Neuroinflammation has been reported to contribute to cardiovascular dysfunction in hypertension. Gene transfer of angiotensin-converting enzyme 2 (ACE2) into the rostral ventrolateral medulla, a key region for controlling the sympathetic outflow, leads to a significant reduction in blood pressure and sympathetic activity in hypertension. The goal of the present work is to determine the effect of ACE2 overexpression in the RVLM on neuroinflammation in spontaneously hypertensive rats (SHRs).

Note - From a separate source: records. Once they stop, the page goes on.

//! Serial port bridge
//!
//! Polls the port, splits input into delimiter-terminated lines and
//! publishes each line as an envelope body. Downlink bodies are written to
//! the port as-is.

use std::sync::Arc;
use std::time::Duration;

use kura_cloud::{MessageProperties, Publisher, SubscriberListener};
use kura_core::{CancelToken, Envelope, WorkerError};
use parking_lot::{Mutex, RwLock};
use tracing::{debug, info, warn};

use crate::bridge::{publish_all, write_locked, DeviceLink, Publishers};
use crate::config::SerialGatewayConfig;
use crate::device::{DeviceFrame, DeviceSettings, DeviceTransport};
use crate::error::{GatewayError, GatewayResult};

/// Metric carrying the port a line was read from
pub const METRIC_PORT: &str = "port";

pub struct SerialGateway {
    config: RwLock<SerialGatewayConfig>,
    link: DeviceLink,
}

/// Accumulates bytes until a delimiter completes a line
#[derive(Debug)]
pub struct LineBuffer {
    delimiter: u8,
    max_line: usize,
    pending: Vec<u8>,
}

impl LineBuffer {
    pub fn new(delimiter: u8, max_line: usize) -> Self {
        Self {
            delimiter,
            max_line,
            pending: Vec::new(),
        }
    }

    /// Feed bytes, returning every line they complete (delimiter stripped)
    pub fn push(&mut self, bytes: &[u8]) -> Vec<Vec<u8>> {
        let mut lines = Vec::new();
        for &byte in bytes {
            if byte == self.delimiter {
                lines.push(std::mem::take(&mut self.pending));
            } else if self.pending.len() >= self.max_line {
                warn!(max_line = self.max_line, "Serial line too long, discarded");
                self.pending.clear();
            } else {
                self.pending.push(byte);
            }
        }
        lines
    }

    pub fn pending(&self) -> &[u8] {
        &self.pending
    }
}

impl SerialGateway {
    pub fn new(device: Arc<dyn DeviceTransport>, config: SerialGatewayConfig) -> Self {
        Self {
            config: RwLock::new(config),
            link: DeviceLink::new("serial-poller", device),
        }
    }

    pub fn config(&self) -> SerialGatewayConfig {
        self.config.read().clone()
    }

    pub fn add_publisher(&self, publisher: Arc<dyn Publisher>) -> bool {
        self.link.publishers.register(publisher)
    }

    pub fn remove_publisher(&self, publisher: &Arc<dyn Publisher>) -> bool {
        self.link.publishers.unregister(publisher)
    }

    pub fn is_running(&self) -> bool {
        self.link.worker.is_running()
    }

    pub async fn activate(&self) -> GatewayResult<()> {
        let _lifecycle = self.link.lifecycle.lock().await;
        if self.link.worker.is_running() {
            return Err(WorkerError::AlreadyRunning(self.link.worker.name().to_string()).into());
        }
        let config = self.config();
        self.open_and_start(&config).await
    }

    /// Cancel polling, close the port, re-open with `config` and poll again
    pub async fn reconfigure(&self, config: SerialGatewayConfig) -> GatewayResult<()> {
        let _lifecycle = self.link.lifecycle.lock().await;
        self.link.stop_worker().await;
        *self.config.write() = config.clone();
        self.open_and_start(&config).await
    }

    pub async fn deactivate(&self) -> GatewayResult<()> {
        let _lifecycle = self.link.lifecycle.lock().await;
        self.link.stop_worker().await;
        self.link.close()?;
        info!("Serial gateway deactivated");
        Ok(())
    }

    /// Write `envelope`'s body to the port
    pub fn send(&self, envelope: &Envelope) -> GatewayResult<()> {
        let body = envelope
            .body
            .clone()
            .ok_or_else(|| GatewayError::InvalidMessage("message has no body".to_string()))?;
        self.link.write(&DeviceFrame::bytes(body))?;
        Ok(())
    }

    async fn open_and_start(&self, config: &SerialGatewayConfig) -> GatewayResult<()> {
        self.link
            .reopen(&DeviceSettings::Serial(config.settings.clone()))?;

        let poller = Poller {
            device: self.link.device.clone(),
            io: self.link.io.clone(),
            publishers: self.link.publishers.clone(),
            port: config.settings.port.clone(),
            echo: config.echo,
            poll_interval: Duration::from_millis(config.poll_interval_ms),
            lines: LineBuffer::new(config.delimiter, config.max_line),
        };
        self.link.worker.start(move |cancel| poller.run(cancel)).await?;

        info!(
            port = %config.settings.port,
            baud_rate = config.settings.baud_rate,
            "Serial gateway active"
        );
        Ok(())
    }
}

struct Poller {
    device: Arc<dyn DeviceTransport>,
    io: Arc<Mutex<()>>,
    publishers: Arc<Publishers>,
    port: String,
    echo: bool,
    poll_interval: Duration,
    lines: LineBuffer,
}

impl Poller {
    async fn run(mut self, cancel: CancelToken) {
        debug!(port = %self.port, "Serial poll loop started");
        while !cancel.is_cancelled() {
            let reader = self.device.clone();
            let read = tokio::task::spawn_blocking(move || reader.read(Duration::ZERO)).await;
            match read {
                Ok(Ok(Some(chunk))) => self.handle_chunk(&chunk.data).await,
                Ok(Ok(None)) => {
                    if !cancel.sleep(self.poll_interval).await {
                        break;
                    }
                }
                Ok(Err(e)) => {
                    warn!(port = %self.port, error = %e, "Serial read failed");
                    if !cancel.sleep(self.poll_interval).await {
                        break;
                    }
                }
                Err(e) => {
                    warn!(port = %self.port, error = %e, "Serial read task failed");
                    break;
                }
            }
        }
        debug!(port = %self.port, "Serial poll loop stopped");
    }

    async fn handle_chunk(&mut self, data: &[u8]) {
        if self.echo {
            if let Err(e) = write_locked(&self.io, self.device.as_ref(), &DeviceFrame::bytes(data)) {
                warn!(port = %self.port, error = %e, "Serial echo failed");
            }
        }
        for line in self.lines.push(data) {
            let envelope = Envelope::new()
                .with_body(line)
                .with_metric(METRIC_PORT, self.port.as_str());
            publish_all(&self.publishers, &envelope, "serial").await;
        }
    }
}

impl SubscriberListener for SerialGateway {
    fn on_message_arrived(&self, properties: &MessageProperties, envelope: &Envelope) {
        if let Err(e) = self.send(envelope) {
            warn!(app_topic = %properties.app_topic, error = %e, "Serial downlink dropped");
        }
    }
}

SHRs was received lentiviral-mediated overexpression of ACE2 (lenti-ACE2) or lenti-enhanced green fluorescent protein (lenti-GFP) control. It was found that a significant reduction in blood pressure and heart rate in the SHRs 3 weeks after lenti-ACE2 injected into the RVLM. Activation of microglia in the RVLM was confirmed in the SHR-GFP, but it was significantly reduced in SHR-ACE2. Content and mRNA expression of the proinflammatory cytokine interleukin-1 beta, interleukin-6, and tumor necrosis factor-alpha in the RVLM was significantly (P<0.05) decreased in the SHRs that treated with injection of lenti-ACE2 compared with lenti-GFP. In normotensive WKY rats, we also found that overexpression of ACE2 in the RVLM significantly (P<0.05) reduced the increases in mRNA expression of interleukin-1 beta, interleukin-6, and tumor necrosis factor-alpha evoked by intracerebraventricular infusion of lipopolysaccharides (4 weeks). Based on the present data, it is suggested that ACE2 gene transfer into the RVLM inhibits neuroinflammation in hypertensive rats, which may be responsible for the beneficial effects of central ACE2 on hypertension. (This work is supported by NSCF 81070214 and 81170240).